Eigentlich mit allen Sorgen, bei denen Kinder sich sagen: So möchte ich nicht behandelt werden. Das kann bei kleinen Konflikten im Alltag anfangen. Etwa wenn es um die Nutzung von Handys geht oder Taschengeldkürzung. Das möchten wir ernst nehmen, da wollen wir beraten und vermitteln. Die ganz große Herausforderung wird sein, unser Angebot in den Einrichtungen bei den Kindern und Jugendlichen bekannt zu machen.
Haben Sie Ideen dafür?
Da muss man ausprobieren, was der richtige Zugang ist, über eine Website oder Facebook, vielleicht eine Kontakt-App. Wir haben einen Flyer gedruckt, den wir in den Einrichtungen auslegen wollen. Es ist mein Wunsch, dass unsere Telefonnummer in jedem Heim und jeder Wohngruppe bekannt ist.
Machen Sie das allein? Sie sind ja bereits Bürgerbeauftragte und Leiterin der Antidiskriminierungsstelle des Landes.
Ich bekomme Mitarbeiter, eine Juristin und eine Sozialpädagogin und eine halbe Stelle Assistenz. Bei mir im Büro der Bürgerbeauftragten arbeiten bereits sechs Juristinnen und Juristen, die den Bürgerinnen und Bürgern gegenüber der Verwaltung Augenhöhe verschaffen. Eine Kollegin ist auf Jugendhilferecht spezialisiert.
45, Juristin, Bürgerbeauftragte und seit dem 1.1. Ombudsperson in der Kinder- und Jugendhilfe Schleswig-Holsteins.
Sie haben erklärt, dass Ihre Ernennung „nicht als pauschale Kritik an der Arbeit der Jugendämter und Einrichtungsträger verstanden werden soll“. Werden Sie skeptisch beäugt?
Den Eindruck habe ich nicht. Ich hoffe auch, dass alle Akteure die Beschwerdestelle im Sinne der Kinder und Jugendlichen unterstützen werden. Erste Gespräche hat es bereits gegeben, zum Beispiel mit dem Kinderschutzbund in Schleswig-Holstein.
Aber wenn Sie eingreifen und Kinder unterstützen, die sich wegen strenger Regeln beschweren, könnten Sie Autoritätskonflikte auslösen.
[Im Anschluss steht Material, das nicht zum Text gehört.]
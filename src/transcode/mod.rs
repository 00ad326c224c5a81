//! Read adapters that reproduce the depot's stored form of text files while
//! they are being hashed.
//!
//! Both adapters are forward-only: they wrap a [`std::io::Read`] and never seek.

pub mod text;
pub mod utf16;

pub use text::P4TextReader;
pub use utf16::Utf16ToUtf8Reader;

/// I/O buffer size for hashing (128 KiB measured ~1.2x faster than 4 KiB).
pub const IO_BUFFER_SIZE: usize = 128 * 1024;
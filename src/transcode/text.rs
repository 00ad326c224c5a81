//! Line-ending normalization for depot text files.
//!
//! The depot stores text with bare LF line endings. A CR that is immediately
//! followed by LF is dropped; every other byte, including a lone CR, passes
//! through unchanged.

use std::io::{self, BufRead, Read};

/// Length of the UTF-8 byte order mark skipped for `utf8` files.
const BYTE_ORDER_MARK_LEN: usize = 3;

pub struct P4TextReader<R> {
    inner: R,
    bom_pending: bool,
}

impl<R: BufRead> P4TextReader<R> {
    /// Wraps `inner`. With `skip_byte_order_mark` the first three bytes of the
    /// stream are discarded unread.
    pub fn new(inner: R, skip_byte_order_mark: bool) -> Self {
        Self {
            inner,
            bom_pending: skip_byte_order_mark,
        }
    }

    pub fn into_inner(self) -> R {
        self.inner
    }

    fn skip_byte_order_mark(&mut self) -> io::Result<()> {
        let mut remaining = BYTE_ORDER_MARK_LEN;
        while remaining > 0 {
            let available = self.inner.fill_buf()?.len();
            if available == 0 {
                break;
            }
            let n = available.min(remaining);
            self.inner.consume(n);
            remaining -= n;
        }
        self.bom_pending = false;
        Ok(())
    }

    /// One byte of lookahead, refilling the inner buffer if needed.
    fn peek(&mut self) -> io::Result<Option<u8>> {
        Ok(self.inner.fill_buf()?.first().copied())
    }
}

impl<R: BufRead> Read for P4TextReader<R> {
    fn read(&mut self, buf: &mut [u8]) -> io::Result<usize> {
        if self.bom_pending {
            self.skip_byte_order_mark()?;
        }

        let mut filled = 0;
        while filled < buf.len() {
            let chunk = self.inner.fill_buf()?;
            if chunk.is_empty() {
                break;
            }

            if chunk[0] == b'\r' {
                self.inner.consume(1);
                if self.peek()? != Some(b'\n') {
                    buf[filled] = b'\r';
                    filled += 1;
                }
                continue;
            }

            let run = chunk
                .iter()
                .position(|&b| b == b'\r')
                .unwrap_or(chunk.len())
                .min(buf.len() - filled);
            buf[filled..filled + run].copy_from_slice(&chunk[..run]);
            self.inner.consume(run);
            filled += run;
        }

        Ok(filled)
    }
}
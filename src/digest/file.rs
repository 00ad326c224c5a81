//! Per-file digest policy.

use crate::codec::{apple_double_to_apple_single, resource_fork_path};
use crate::depot::{DepotFileRecord, FileType};
use crate::digest::DigestResult;
use crate::error::{Result, SweepError};
use crate::progress::DigestCounters;
use crate::transcode::{P4TextReader, Utf16ToUtf8Reader};
use md5::{Digest, Md5};
use std::fs::{self, File};
use std::io::{self, BufReader, Read};
use std::path::Path;
use tracing::{debug, warn};

/// Digest substituted for an apple file whose resource fork is corrupt.
pub const ZERO_DIGEST: &str = "00000000000000000000000000000000";

/// Computes the local counterpart of `record.digest`.
///
/// Files that cannot be read come back as [`DigestResult::missing`]. The only
/// error is a failed integrity check while merging an apple file's forks.
pub fn digest_file(
    record: &DepotFileRecord,
    buffer_size: usize,
    counters: &DigestCounters,
) -> Result<DigestResult> {
    let path = Path::new(&record.path);
    let file_type = record.file_type();

    if file_type == FileType::Apple {
        return digest_apple(path, counters);
    }

    let file = match File::open(path) {
        Ok(file) => file,
        Err(e) => {
            debug!("{}: cannot open ({})", record.path, e);
            return Ok(DigestResult::missing());
        }
    };
    let local_size = match file.metadata() {
        Ok(meta) => meta.len(),
        Err(e) => {
            warn!("{}: cannot stat ({})", record.path, e);
            return Ok(DigestResult::missing());
        }
    };

    if file_type == FileType::Binary && record.file_size != Some(local_size) {
        return Ok(DigestResult {
            local_size: Some(local_size),
            local_digest: String::new(),
        });
    }

    let hashed = match file_type {
        FileType::Binary | FileType::Apple => hash_reader(file, buffer_size),
        FileType::Text => hash_reader(
            P4TextReader::new(BufReader::with_capacity(buffer_size, file), false),
            buffer_size,
        ),
        FileType::Utf8 => hash_reader(
            P4TextReader::new(BufReader::with_capacity(buffer_size, file), true),
            buffer_size,
        ),
        FileType::Utf16 => hash_reader(
            P4TextReader::new(
                BufReader::with_capacity(
                    buffer_size,
                    Utf16ToUtf8Reader::with_capacity(buffer_size, file),
                ),
                false,
            ),
            buffer_size,
        ),
    };

    match hashed {
        Ok(local_digest) => {
            counters.add_bytes(local_size);
            Ok(DigestResult {
                local_size: Some(local_size),
                local_digest,
            })
        }
        Err(e) => {
            warn!("{}: read failed while hashing ({})", record.path, e);
            Ok(DigestResult::missing())
        }
    }
}

fn digest_apple(path: &Path, counters: &DigestCounters) -> Result<DigestResult> {
    let resource_path = resource_fork_path(path);
    let (data, resource) = match (fs::read(path), fs::read(&resource_path)) {
        (Ok(data), Ok(resource)) => (data, resource),
        (Err(e), _) => {
            debug!("{}: cannot read data fork ({})", path.display(), e);
            return Ok(DigestResult::missing());
        }
        (_, Err(e)) => {
            debug!("{}: cannot read resource fork ({})", resource_path.display(), e);
            return Ok(DigestResult::missing());
        }
    };
    let local_size = Some(data.len() as u64);

    match apple_double_to_apple_single(&resource, &data) {
        Ok(merged) => {
            counters.add_bytes((data.len() + resource.len()) as u64);
            Ok(DigestResult {
                local_size,
                local_digest: hex::encode_upper(Md5::digest(&merged)),
            })
        }
        Err(e) if e.is_corruption() => {
            warn!("{}: corrupt resource fork ({})", resource_path.display(), e);
            Ok(DigestResult {
                local_size,
                local_digest: ZERO_DIGEST.to_string(),
            })
        }
        Err(e) => Err(SweepError::Codec(e)),
    }
}

fn hash_reader<R: Read>(mut reader: R, buffer_size: usize) -> io::Result<String> {
    let mut hasher = Md5::new();
    let mut buffer = vec![0u8; buffer_size.max(1)];
    loop {
        let n = match reader.read(&mut buffer) {
            Ok(0) => break,
            Ok(n) => n,
            Err(e) if e.kind() == io::ErrorKind::Interrupted => continue,
            Err(e) => return Err(e),
        };
        hasher.update(&buffer[..n]);
    }
    Ok(hex::encode_upper(hasher.finalize()))
}

#[cfg(test)]
mod tests {
    use super::*;
    use crate::codec::{APPLE_DOUBLE_MAGIC, ENTRY_SIZE, HEADER_SIZE};
    use tempfile::TempDir;

    fn md5_hex(bytes: &[u8]) -> String {
        hex::encode_upper(Md5::digest(bytes))
    }

    fn record(path: &Path, head_type: &str, size: Option<u64>) -> DepotFileRecord {
        DepotFileRecord {
            path: path.to_string_lossy().into_owned(),
            have_rev: "1".to_string(),
            head_rev: Some("1".to_string()),
            file_size: size,
            digest: String::new(),
            head_type: head_type.to_string(),
        }
    }

    fn digest(record: &DepotFileRecord) -> (DigestResult, u64) {
        let counters = DigestCounters::new();
        let result = digest_file(record, 64, &counters).unwrap();
        (result, counters.bytes_hashed())
    }

    /// Resource fork with one finder-info entry holding `payload`.
    fn resource_fork(payload: &[u8]) -> Vec<u8> {
        let mut out = Vec::new();
        out.extend_from_slice(&APPLE_DOUBLE_MAGIC.to_be_bytes());
        out.extend_from_slice(&0x0002_0000u32.to_be_bytes());
        out.extend_from_slice(&[0u8; 16]);
        out.extend_from_slice(&1u16.to_be_bytes());
        out.extend_from_slice(&9u32.to_be_bytes());
        out.extend_from_slice(&((HEADER_SIZE + ENTRY_SIZE) as u32).to_be_bytes());
        out.extend_from_slice(&(payload.len() as u32).to_be_bytes());
        out.extend_from_slice(payload);
        out
    }

    #[test]
    fn test_binary_hashes_raw_bytes() {
        let temp = TempDir::new().unwrap();
        let path = temp.path().join("a.bin");
        fs::write(&path, b"\x00\r\n\xff").unwrap();

        let (result, bytes) = digest(&record(&path, "binary+l", Some(4)));
        assert_eq!(result.local_size, Some(4));
        assert_eq!(result.local_digest, md5_hex(b"\x00\r\n\xff"));
        assert_eq!(bytes, 4);
    }

    #[test]
    fn test_binary_size_mismatch_skips_hashing() {
        let temp = TempDir::new().unwrap();
        let path = temp.path().join("a.bin");
        fs::write(&path, b"12345").unwrap();

        let (result, bytes) = digest(&record(&path, "binary", Some(9)));
        assert_eq!(result.local_size, Some(5));
        assert!(result.local_digest.is_empty());
        assert!(!result.is_missing());
        assert_eq!(bytes, 0);
    }

    #[test]
    fn test_text_ignores_size_and_normalizes() {
        let temp = TempDir::new().unwrap();
        let path = temp.path().join("a.txt");
        fs::write(&path, b"one\r\ntwo\r\n").unwrap();

        let (result, _) = digest(&record(&path, "text", Some(8)));
        assert_eq!(result.local_size, Some(10));
        assert_eq!(result.local_digest, md5_hex(b"one\ntwo\n"));
    }

    #[test]
    fn test_unknown_type_is_text() {
        let temp = TempDir::new().unwrap();
        let path = temp.path().join("a.sym");
        fs::write(&path, b"x\r\n").unwrap();

        let (result, _) = digest(&record(&path, "symlink", None));
        assert_eq!(result.local_digest, md5_hex(b"x\n"));
    }

    #[test]
    fn test_utf8_skips_byte_order_mark() {
        let temp = TempDir::new().unwrap();
        let path = temp.path().join("a.txt");
        fs::write(&path, b"\xEF\xBB\xBFhello\r\n").unwrap();

        let (result, _) = digest(&record(&path, "utf8", None));
        assert_eq!(result.local_digest, md5_hex(b"hello\n"));
    }

    #[test]
    fn test_utf16_transcodes_then_normalizes() {
        let temp = TempDir::new().unwrap();
        let path = temp.path().join("a.txt");
        let mut bytes = vec![0xFF, 0xFE];
        for unit in "hé\r\nyo".encode_utf16() {
            bytes.extend_from_slice(&unit.to_le_bytes());
        }
        fs::write(&path, &bytes).unwrap();

        let (result, _) = digest(&record(&path, "utf16", None));
        assert_eq!(result.local_digest, md5_hex("hé\nyo".as_bytes()));
    }

    #[test]
    fn test_missing_file() {
        let temp = TempDir::new().unwrap();
        let (result, bytes) = digest(&record(&temp.path().join("gone"), "text", Some(1)));
        assert_eq!(result, DigestResult::missing());
        assert!(result.is_missing());
        assert_eq!(bytes, 0);
    }

    #[test]
    fn test_apple_merges_forks() {
        let temp = TempDir::new().unwrap();
        let path = temp.path().join("Icon");
        let resource = resource_fork(b"finder");
        fs::write(&path, b"data fork").unwrap();
        fs::write(resource_fork_path(&path), &resource).unwrap();

        let (result, bytes) = digest(&record(&path, "apple", Some(1)));
        let merged = apple_double_to_apple_single(&resource, b"data fork").unwrap();
        assert_eq!(result.local_size, Some(9));
        assert_eq!(result.local_digest, md5_hex(&merged));
        assert_eq!(bytes, (resource.len() + 9) as u64);
    }

    #[test]
    fn test_apple_without_resource_fork_is_missing() {
        let temp = TempDir::new().unwrap();
        let path = temp.path().join("Icon");
        fs::write(&path, b"data").unwrap();

        let (result, _) = digest(&record(&path, "apple", None));
        assert!(result.is_missing());
    }

    #[test]
    fn test_apple_corrupt_resource_fork_yields_zero_digest() {
        let temp = TempDir::new().unwrap();
        let path = temp.path().join("Icon");
        fs::write(&path, b"data").unwrap();
        fs::write(resource_fork_path(&path), b"not a resource fork at all....").unwrap();

        let (result, _) = digest(&record(&path, "apple", None));
        assert_eq!(result.local_digest, ZERO_DIGEST);
        assert_eq!(result.local_size, Some(4));
    }

    #[test]
    fn test_matches_ignores_hex_case() {
        let result = DigestResult {
            local_size: Some(1),
            local_digest: "ABCDEF".to_string(),
        };
        assert!(result.matches("abcdef"));
        assert!(!result.matches("ABCDEE"));
        assert!(!DigestResult::missing().matches(""));
    }
}
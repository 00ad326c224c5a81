//! Reconciliation engine.
//!
//! A sweep walks these phases in order, stopping at the first fatal error:
//!
//! 1. resolve the client workspace and the sweep root,
//! 2. start the local scan and the opened-file query concurrently,
//! 3. wait for the opened list,
//! 4. stream the have list into the digest pool,
//! 5. delete local files the depot does not know about while digests finish,
//! 6. collect the digests and force-sync every file whose digest differs.
//!
//! Destructive steps are reported as skipped in dry-run mode and whenever the
//! sweep root is a filesystem root.

pub mod handle;
pub mod reconcile;

pub use handle::{SweepHandle, Sweeper};
pub use reconcile::{
    files_to_delete, is_filesystem_root, mismatches, path_key, resolve_subpath, KnownFiles,
    MismatchReason,
};

use crate::config::SweepOptions;
use crate::depot::{client_filter, ClientWorkspace, DepotClient};
use crate::digest::{DigestPool, DigestedFile};
use crate::error::Result;
use crate::progress::{DeletionRecord, DeletionStatus, SweepProgress, SyncRecord, SyncStatus};
use crate::scan;
use std::collections::{HashMap, HashSet};
use std::fmt;
use std::fs;
use std::path::{Path, PathBuf};
use std::sync::Arc;
use std::time::{Duration, Instant};
use tracing::{debug, info, warn};

const GIB: f64 = (1u64 << 30) as f64;

#[derive(Debug, Clone, Copy, PartialEq, Eq)]
pub enum Phase {
    ResolveWorkspace,
    FetchLists,
    Digest,
    Delete,
    AwaitDigests,
    Sync,
    Done,
}

impl fmt::Display for Phase {
    fn fmt(&self, f: &mut fmt::Formatter<'_>) -> fmt::Result {
        let status = match self {
            Phase::ResolveWorkspace => "Resolving client workspace...",
            Phase::FetchLists => "Listing local and opened files...",
            Phase::Digest => "Hashing files...",
            Phase::Delete => "Deleting extraneous files...",
            Phase::AwaitDigests => "Waiting for outstanding digests...",
            Phase::Sync => "Syncing mismatched files...",
            Phase::Done => "Completed!",
        };
        f.write_str(status)
    }
}

/// Totals for one finished sweep.
#[derive(Debug, Clone, PartialEq)]
pub struct SweepSummary {
    pub workspace: ClientWorkspace,
    pub sweep_root: PathBuf,
    pub updates_enabled: bool,
    pub opened_files: usize,
    pub have_files: usize,
    pub local_files: usize,
    pub deleted: usize,
    pub delete_skipped: usize,
    pub delete_failed: usize,
    pub mismatches: usize,
    pub synced: usize,
    pub sync_skipped: usize,
    pub sync_failed: usize,
    pub bytes_hashed: u64,
    pub elapsed: Duration,
    /// Time spent waiting for outstanding digests after deletions.
    pub digest_wait: Duration,
    /// Time spent blocked on depot client output.
    pub depot_wait: Duration,
    pub hashing: Duration,
}

impl SweepSummary {
    pub fn gib_hashed(&self) -> f64 {
        self.bytes_hashed as f64 / GIB
    }

    pub fn gib_per_second(&self) -> f64 {
        let secs = self.hashing.as_secs_f64();
        if secs > 0.0 {
            self.gib_hashed() / secs
        } else {
            0.0
        }
    }

    pub fn completion_status(&self) -> String {
        format!(
            "Completed! (MD5-hashed {:.2} GB at {:.2} GB/s)",
            self.gib_hashed(),
            self.gib_per_second()
        )
    }
}

pub struct Sweep {
    options: SweepOptions,
    progress: Arc<SweepProgress>,
    client: DepotClient,
}

impl Sweep {
    pub fn new(options: SweepOptions, progress: Arc<SweepProgress>) -> Self {
        let client = DepotClient::new(options.p4_program.clone());
        Self {
            options,
            progress,
            client,
        }
    }

    pub fn progress(&self) -> &Arc<SweepProgress> {
        &self.progress
    }

    fn enter(&self, phase: Phase) {
        debug!("Phase: {:?}", phase);
        self.progress.set_status(phase.to_string());
    }

    fn detail(&self, args: fmt::Arguments<'_>) {
        detail(self.options.verbose, args);
    }

    /// Runs the whole sweep. Must be called on a multi-threaded runtime:
    /// feeding the digest pool blocks in place.
    pub async fn run(&self) -> Result<SweepSummary> {
        let start = Instant::now();

        self.enter(Phase::ResolveWorkspace);
        let workspace = self.client.workspace().await?;
        info!("Client: {}", workspace.client_name);
        info!("Root: {}", workspace.local_root.display());

        let (user_path, sweep_root) =
            resolve_subpath(&workspace.local_root, self.options.subpath.as_deref())?;
        let mut updates_enabled = !self.options.dry_run;
        if updates_enabled && is_filesystem_root(&sweep_root) {
            warn!(
                "{} is a filesystem root; deletions and syncs are disabled",
                sweep_root.display()
            );
            updates_enabled = false;
        }
        if !updates_enabled {
            info!("Dry run: nothing will be deleted or synced");
        }
        let filter = client_filter(&workspace.client_name, &user_path);

        self.enter(Phase::FetchLists);
        let scan_root = sweep_root.clone();
        let local_task = tokio::task::spawn_blocking(move || scan::list_files(&scan_root));
        let opened_task = tokio::spawn(fetch_opened(
            self.client.clone(),
            filter.clone(),
            self.progress.clone(),
            self.options.verbose,
        ));

        let mut known = KnownFiles::new();
        let opened = opened_task.await??;
        let opened_keys: HashSet<String> = opened.iter().map(|p| path_key(p)).collect();
        for path in &opened {
            known.insert_opened(path);
        }
        info!("{} opened files", opened.len());

        self.enter(Phase::Digest);
        let hashing_start = Instant::now();
        let (pool, have_count) = self
            .digest_have_files(&filter, &opened_keys, &mut known)
            .await?;

        let local_files = local_task.await??;
        info!("{} local files", local_files.len());

        // Digests keep running on the pool while deletions happen.
        self.enter(Phase::Delete);
        let deletions = self.apply_deletions(files_to_delete(&local_files, &known), updates_enabled);

        self.enter(Phase::AwaitDigests);
        let wait_start = Instant::now();
        let digested = tokio::task::spawn_blocking(move || pool.finish()).await??;
        let digest_wait = wait_start.elapsed();
        let hashing = hashing_start.elapsed();
        debug!("Waited {:.2?} for outstanding digests", digest_wait);

        self.enter(Phase::Sync);
        let mismatched = mismatches(digested);
        let syncs = self.apply_sync(&mismatched, updates_enabled).await?;

        let deleted = deletions
            .iter()
            .filter(|d| d.status == DeletionStatus::Deleted)
            .count();
        let delete_failed = deletions
            .iter()
            .filter(|d| matches!(d.status, DeletionStatus::Failed(_)))
            .count();
        let synced = syncs
            .iter()
            .filter(|r| r.status == SyncStatus::Synced)
            .count();
        let sync_failed = syncs
            .iter()
            .filter(|r| matches!(r.status, SyncStatus::Failed(_)))
            .count();

        let summary = SweepSummary {
            workspace,
            sweep_root,
            updates_enabled,
            opened_files: opened.len(),
            have_files: have_count,
            local_files: local_files.len(),
            deleted,
            delete_skipped: deletions.len() - deleted - delete_failed,
            delete_failed,
            mismatches: mismatched.len(),
            synced,
            sync_skipped: syncs.len() - synced - sync_failed,
            sync_failed,
            bytes_hashed: self.progress.digests().bytes_hashed(),
            elapsed: start.elapsed(),
            digest_wait,
            depot_wait: self.client.wait_timer().total(),
            hashing,
        };

        info!(
            "Deleted {} files ({} skipped, {} failed)",
            summary.deleted, summary.delete_skipped, summary.delete_failed
        );
        info!(
            "Synced {} of {} mismatched files ({} skipped, {} failed)",
            summary.synced, summary.mismatches, summary.sync_skipped, summary.sync_failed
        );
        info!(
            "Finished in {:.2?}: waited {:.2?} for digests, {:.2?} for the depot",
            summary.elapsed, summary.digest_wait, summary.depot_wait
        );

        self.enter(Phase::Done);
        self.progress.set_status(summary.completion_status());
        Ok(summary)
    }

    /// Streams the have list into the digest pool and hands the pool back
    /// once the list ends, with digests possibly still in flight. Opened
    /// files are listed but never hashed.
    async fn digest_have_files(
        &self,
        filter: &str,
        opened_keys: &HashSet<String>,
        known: &mut KnownFiles,
    ) -> Result<(DigestPool, usize)> {
        let mut pool = DigestPool::new(self.options.digest, self.progress.digests().clone())?;
        let mut have = self.client.have_files(filter).await?;
        let mut have_count = 0usize;

        while let Some(record) = have.next().await? {
            have_count += 1;
            self.detail(format_args!("have {}#{}", record.path, record.have_rev));
            known.insert_have(&record);
            self.progress.push_have(record.clone());
            if opened_keys.contains(&path_key(&record.path)) {
                continue;
            }
            tokio::task::block_in_place(|| pool.submit(record));
        }
        info!("{} have files", have_count);

        Ok((pool, have_count))
    }

    fn apply_deletions(&self, paths: Vec<PathBuf>, updates_enabled: bool) -> Vec<DeletionRecord> {
        info!("{} files to delete", paths.len());
        let mut records = Vec::with_capacity(paths.len());

        for path in paths {
            let status = if !updates_enabled {
                DeletionStatus::Skipped
            } else {
                match delete_file(&path) {
                    Ok(()) => DeletionStatus::Deleted,
                    Err(e) => {
                        warn!("Failed to delete {}: {}", path.display(), e);
                        DeletionStatus::Failed(e.to_string())
                    }
                }
            };
            self.detail(format_args!("delete {} ({:?})", path.display(), status));

            let record = DeletionRecord {
                path: path.to_string_lossy().into_owned(),
                status,
            };
            self.progress.push_deleted(record.clone());
            records.push(record);
        }
        records
    }

    async fn apply_sync(
        &self,
        mismatched: &[DigestedFile],
        updates_enabled: bool,
    ) -> Result<Vec<SyncRecord>> {
        info!("{} files to sync", mismatched.len());
        for file in mismatched {
            info!(
                "{}#{}: {}",
                file.record.path,
                file.record.have_rev,
                MismatchReason::of(file)
            );
        }

        let record = |file: &DigestedFile, status: SyncStatus| SyncRecord {
            path: file.record.path.clone(),
            depot_digest: file.record.digest.clone(),
            local_digest: file.result.local_digest.clone(),
            status,
        };

        let mut records = Vec::with_capacity(mismatched.len());
        if !updates_enabled || mismatched.is_empty() {
            for file in mismatched {
                let sync = record(file, SyncStatus::Skipped);
                self.progress.push_synced(sync.clone());
                records.push(sync);
            }
            return Ok(records);
        }

        let mut pending: HashMap<String, &DigestedFile> = mismatched
            .iter()
            .map(|file| (path_key(&file.record.path), file))
            .collect();

        let mut synced = self
            .client
            .force_sync(
                mismatched
                    .iter()
                    .map(|f| (f.record.path.as_str(), f.record.have_rev.as_str())),
            )
            .await?;
        while let Some(path) = synced.next().await? {
            match pending.remove(&path_key(&path)) {
                Some(file) => {
                    self.detail(format_args!("synced {}", path));
                    let sync = record(file, SyncStatus::Synced);
                    self.progress.push_synced(sync.clone());
                    records.push(sync);
                }
                None => debug!("Depot client reported an unrequested file: {}", path),
            }
        }

        for file in mismatched {
            if pending.remove(&path_key(&file.record.path)).is_some() {
                warn!("{} was not synced", file.record.path);
                let sync = record(
                    file,
                    SyncStatus::Failed("not reported by depot client".to_string()),
                );
                self.progress.push_synced(sync.clone());
                records.push(sync);
            }
        }
        Ok(records)
    }
}

async fn fetch_opened(
    client: DepotClient,
    filter: String,
    progress: Arc<SweepProgress>,
    verbose: bool,
) -> Result<Vec<String>> {
    let mut files = client.opened_files(&filter).await?;
    let mut opened = Vec::new();
    while let Some(path) = files.next().await? {
        detail(verbose, format_args!("opened {}", path));
        progress.push_opened(path.clone());
        opened.push(path);
    }
    Ok(opened)
}

/// Per-file listings go to info with `verbose`, otherwise to debug.
fn detail(verbose: bool, args: fmt::Arguments<'_>) {
    if verbose {
        info!("{}", args);
    } else {
        debug!("{}", args);
    }
}

/// Depot files are read-only on disk until opened.
fn delete_file(path: &Path) -> std::io::Result<()> {
    #[cfg(windows)]
    {
        let mut permissions = fs::metadata(path)?.permissions();
        if permissions.readonly() {
            permissions.set_readonly(false);
            fs::set_permissions(path, permissions)?;
        }
    }
    fs::remove_file(path)
}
Dass es die Befürchtung gibt, kann ich nachvollziehen. Wir wollen für die Kinder ein Ansprechpartner sein, wenn für sie etwas nicht erträglich ist. Wenn ein Erzieher etwas tut, was nicht in Ordnung ist. Wir wollen dem Kind eine Stimme geben, die gehört wird und eine Brücke bauen. Man muss im Einzelfall klären, was geht und was nicht.
Sind Sie auch Anlaufstelle für Kinder, die aus Heimen weglaufen?
Sicher. Ich hoffe aber, dass sie sich an uns wenden, bevor sie weglaufen. Wir wollen durch unser Angebot dazu beitragen, es nicht eskalieren zu lassen.
Was ist mit den Eltern?
Wir sind ebenfalls für Sorgeberechtigte als Ansprechpartner da, auch in der Interessenvertretung gegenüber den Behörden. Letztlich muss aber die Frage, ob eine Hilfe die richtige ist, sozialpädagogisch beurteilt werden. Es geht nicht darum, die Arbeit der Jugendämter zu sabotieren.
Die Ombudsstelle in Berlin hat einen Rechtshilfefonds und unterstützt Bürger finanziell, wenn sie Gerichtsverfahren führen.
Das machen wir nicht. Die Bürgerbeauftragte ist Teil des Landtags und der gesetzgebenden Gewalt. Sie ist nie Partei im Prozess, sondern immer auf eine gütliche Einigung ausgerichtet.
Aber sind Sie als Beschwerdestelle nicht auch nur ein weiterer Teil des Systems? Den Eindruck haben Kinder auch von Heim-Kummerkästen und internen Beschwerdestellen. Nach dem Motto: Im Grunde regeln die erwachsenen Profis alles unter sich.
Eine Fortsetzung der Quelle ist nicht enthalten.